* _Your task_
Your task is to copy every line of the records below that contains "DuplicateDefinition".

-*-

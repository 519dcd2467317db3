// End-to-end scenarios: full source programs through the whole pipeline,
// asserting the lines printed by `echo` or the compile error kind.

use fen_compiler::{Compiler, FenError};
use fen_diagnostics::ErrorKind;

fn run(source: &str) -> String {
    let mut compiler = Compiler::new();
    compiler.initialize().expect("prelude failure");
    let mut out = Vec::new();
    compiler
        .run_with_writer(source, &mut out)
        .expect("program failure");
    String::from_utf8(out).expect("utf8")
}

fn compile_error(source: &str) -> ErrorKind {
    let mut compiler = Compiler::new();
    compiler.initialize().expect("prelude failure");
    let mut out = Vec::new();
    match compiler.run_with_writer(source, &mut out) {
        Err(FenError::Compile(e)) => e.kind,
        Err(FenError::Runtime(e)) => panic!("expected compile error, got runtime error: {}", e),
        Ok(()) => panic!("expected compile error, program succeeded"),
    }
}

#[test]
fn primitive_dispatch_via_ops() {
    let out = run("let a = 1 + 2 * 3;\necho(int_to_string(a));");
    assert_eq!(out, "7\n");
}

#[test]
fn parametric_struct_monomorphized() {
    let out = run(
        "struct Box<T> { item: T }\n\
         def unwrap<T>(b: Box<T>) -> T { return b.item; }\n\
         let b = Box { item: 41 };\n\
         let x = unwrap(b) + 1;\n\
         echo(int_to_string(x));",
    );
    assert_eq!(out, "42\n");
}

#[test]
fn trait_method_static_dispatch() {
    let out = run(
        "trait Say { def say() -> String; }\n\
         struct A {}\n\
         impl Say for A { def say() -> String { return \"hello\"; } }\n\
         let a = A {};\n\
         echo(a.say());",
    );
    assert_eq!(out, "hello\n");
}

#[test]
fn overloads_disambiguated_by_expected_return_type() {
    let out = run(
        "trait Into<T> { def into() -> T; }\n\
         impl Into<String> for Int { def into() -> String { return int_to_string(self); } }\n\
         impl Into<Float> for Int { def into() -> Float { return int_to_float(self); } }\n\
         let s: String = (1).into();\n\
         let f: Float = (2).into();\n\
         echo(s);\n\
         echo(float_to_string(f));",
    );
    assert_eq!(out, "1\n2.0\n");
}

#[test]
fn dynamic_dispatch_through_impl_trait_return() {
    let out = run(
        "trait Into<T> { def into() -> T; }\n\
         impl Into<String> for Int { def into() -> String { return int_to_string(self); } }\n\
         impl Into<String> for Float { def into() -> String { return float_to_string(self); } }\n\
         def get(flag: Bool) -> impl Into<String> {\n\
           if flag { return 7; } else { return 3.14; }\n\
         }\n\
         echo(get(true).into());\n\
         echo(get(false).into());",
    );
    assert_eq!(out, "7\n3.14\n");
}

#[test]
fn constraint_violation_rejected() {
    let kind = compile_error(
        "trait Printable { def show() -> String; }\n\
         def writeln<T: Printable>(t: T) -> Unit { echo(t.show()); }\n\
         writeln(42);",
    );
    assert_eq!(kind, ErrorKind::ConstraintViolation);
}

// ---- beyond the six canonical scenarios ----------------------------------

#[test]
fn generic_binding_propagates_through_call_chain() {
    let out = run(
        "def a<T>(x: T) -> T { return x; }\n\
         def b<T>(x: T) -> T { return a(x); }\n\
         def c<T>(x: T) -> T { return b(x); }\n\
         let x = c(1);\n\
         echo(int_to_string(x));",
    );
    assert_eq!(out, "1\n");
}

#[test]
fn prelude_print_boxes_primitives() {
    let out = run("print(42);\nprint(\"hi\");\nprint(2.5);\nprint(true);");
    assert_eq!(out, "42\nhi\n2.5\ntrue\n");
}

#[test]
fn while_loop_with_break_and_continue() {
    let out = run(
        "let i = 0;\n\
         while i < 6 {\n\
           i = i + 1;\n\
           if i == 3 { continue; }\n\
           if i == 5 { break; }\n\
           echo(int_to_string(i));\n\
         }",
    );
    assert_eq!(out, "1\n2\n4\n");
}

#[test]
fn string_concatenation_via_ops() {
    let out = run("let s = \"foo\" + \"bar\";\necho(s);");
    assert_eq!(out, "foobar\n");
}

#[test]
fn comparisons_and_logic_operators() {
    let out = run(
        "if 1 < 2 and 3 >= 3 { echo(\"yes\"); }\n\
         if 1 > 2 or \"a\" == \"a\" { echo(\"also\"); }\n\
         if 1 != 1 { echo(\"never\"); } else { echo(\"else\"); }",
    );
    assert_eq!(out, "yes\nalso\nelse\n");
}

#[test]
fn nested_struct_field_access() {
    let out = run(
        "struct Inner { n: Int }\n\
         struct Outer { inner: Inner }\n\
         let o = Outer { inner: Inner { n: 9 } };\n\
         echo(int_to_string(o.inner.n));",
    );
    assert_eq!(out, "9\n");
}

#[test]
fn distinct_instantiations_get_distinct_specializations() {
    let out = run(
        "struct Box<T> { item: T }\n\
         def unwrap<T>(b: Box<T>) -> T { return b.item; }\n\
         echo(int_to_string(unwrap(Box { item: 1 })));\n\
         echo(unwrap(Box { item: \"two\" }));",
    );
    assert_eq!(out, "1\ntwo\n");
}

#[test]
fn generic_function_returning_parametric_struct() {
    let out = run(
        "struct Box<T> { item: T }\n\
         def rebox<T>(x: T) -> Box<T> { return Box { item: x }; }\n\
         let b = rebox(5);\n\
         echo(int_to_string(b.item));",
    );
    assert_eq!(out, "5\n");
}

#[test]
fn struct_init_inside_generic_body_uses_caller_binding() {
    let out = run(
        "struct Box<T> { item: T }\n\
         def unwrap<T>(b: Box<T>) -> T { return b.item; }\n\
         def wrap_unwrap<T>(x: T) -> T { return unwrap(Box { item: x }); }\n\
         echo(int_to_string(wrap_unwrap(3)));",
    );
    assert_eq!(out, "3\n");
}

#[test]
fn float_arithmetic_formats_trailing_zero() {
    let out = run("let f = 1.5 + 0.5;\necho(float_to_string(f));");
    assert_eq!(out, "2.0\n");
}

#[test]
fn integer_division_truncates() {
    let out = run("echo(int_to_string(7 / 2));");
    assert_eq!(out, "3\n");
}

// ---- error kinds ---------------------------------------------------------

#[test]
fn undefined_symbol() {
    assert_eq!(compile_error("echo(nope);"), ErrorKind::UndefinedSymbol);
}

#[test]
fn type_mismatch_in_let_annotation() {
    assert_eq!(
        compile_error("let x: Int = \"oops\";"),
        ErrorKind::TypeMismatch
    );
}

#[test]
fn ambiguous_call_without_expected_type() {
    let kind = compile_error(
        "trait Into<T> { def into() -> T; }\n\
         impl Into<String> for Int { def into() -> String { return int_to_string(self); } }\n\
         impl Into<Float> for Int { def into() -> Float { return int_to_float(self); } }\n\
         let x = (1).into();",
    );
    assert_eq!(kind, ErrorKind::AmbiguousCall);
}

#[test]
fn unresolved_attribute_on_struct() {
    let kind = compile_error(
        "struct A { n: Int }\n\
         let a = A { n: 1 };\n\
         echo(int_to_string(a.missing));",
    );
    assert_eq!(kind, ErrorKind::UnresolvedAttribute);
}

#[test]
fn arity_mismatch_on_call() {
    assert_eq!(
        compile_error("echo(\"a\", \"b\");"),
        ErrorKind::ArityMismatch
    );
}

#[test]
fn duplicate_definition_in_same_scope() {
    assert_eq!(
        compile_error("let x = 1;\nlet x = 2;"),
        ErrorKind::DuplicateDefinition
    );
}

#[test]
fn duplicate_impl_triple() {
    let kind = compile_error(
        "trait Say { def say() -> String; }\n\
         struct A {}\n\
         impl Say for A { def say() -> String { return \"a\"; } }\n\
         impl Say for A { def say() -> String { return \"b\"; } }",
    );
    assert_eq!(kind, ErrorKind::DuplicateDefinition);
}

#[test]
fn impl_signature_must_match_trait() {
    let kind = compile_error(
        "trait Say { def say() -> String; }\n\
         struct A {}\n\
         impl Say for A { def say() -> Int { return 1; } }",
    );
    assert_eq!(kind, ErrorKind::TypeMismatch);
}

#[test]
fn condition_must_be_bool() {
    assert_eq!(
        compile_error("if 1 { echo(\"no\"); }"),
        ErrorKind::TypeMismatch
    );
}

#[test]
fn return_type_checked_against_declaration() {
    assert_eq!(
        compile_error("def f() -> Int { return \"no\"; }"),
        ErrorKind::TypeMismatch
    );
}

#[test]
fn shadowing_in_nested_scope_is_allowed() {
    let out = run(
        "let x = 1;\n\
         if true {\n\
           let x = 2;\n\
           echo(int_to_string(x));\n\
         }\n\
         echo(int_to_string(x));",
    );
    assert_eq!(out, "2\n1\n");
}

-*-

* _Exercise result_
        ErrorKind::DuplicateDefinition
    assert_eq!(kind, ErrorKind::DuplicateDefinition);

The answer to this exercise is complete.